Dysconnectivity, large-scale networks and neuronal dynamics in schizophrenia

Schizophrenia remains a daunting challenge for efforts aimed at identifying fundamental pathophysiological processes and to develop evidence-based effective treatments and interventions. One reason for the lack of progress lies in the fact that the pathophysiology of schizophrenia has been predominantly conceived in terms of circumscribed alterations in cellular and anatomical variables. In the current review, it is proposed that this approach needs to be complemented by a focus on the neuronal dynamics in large-scale networks which is compatible with the notion of dysconnectivity, highlighting the involvement of both reduced and increased interactions in extended cortical circuits in schizophrenia. Neural synchrony is one candidate mechanisms for achieving functional connectivity in large-scale networks and has been found to be impaired in schizophrenia. Importantly, alterations in the synchronization of neural oscillations can be related to dysfunctions in the excitation-inhibition (E/I)-balance and developmental modifications with important implications for translational research.

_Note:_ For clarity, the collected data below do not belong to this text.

//! Met collection API source
//!
//! Lists object IDs for a (optionally department-scoped) snapshot of the
//! collection, fetches each object's detail, and exposes the whole thing
//! as a resumable [`museline_core::BatchSource`].

pub mod client;
pub mod config;
pub mod record;
pub mod source;

pub use client::MetClient;
pub use config::Config;
pub use record::{Artwork, Department};
pub use source::MetSource;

► The causes of schizophrenia remain unclear despite 100 years of research. ► It is proposed that future research needs a stronger focus on neuronal dynamics in large-scale networks. ► Neural synchrony is one of the candidate mechanisms for achieving functional integration in large-scale networks and is impaired in patients with schizophrenia. ► Further research into neural synchrony in schizophrenia may be fundamental for translational research aimed at developing novel treatments.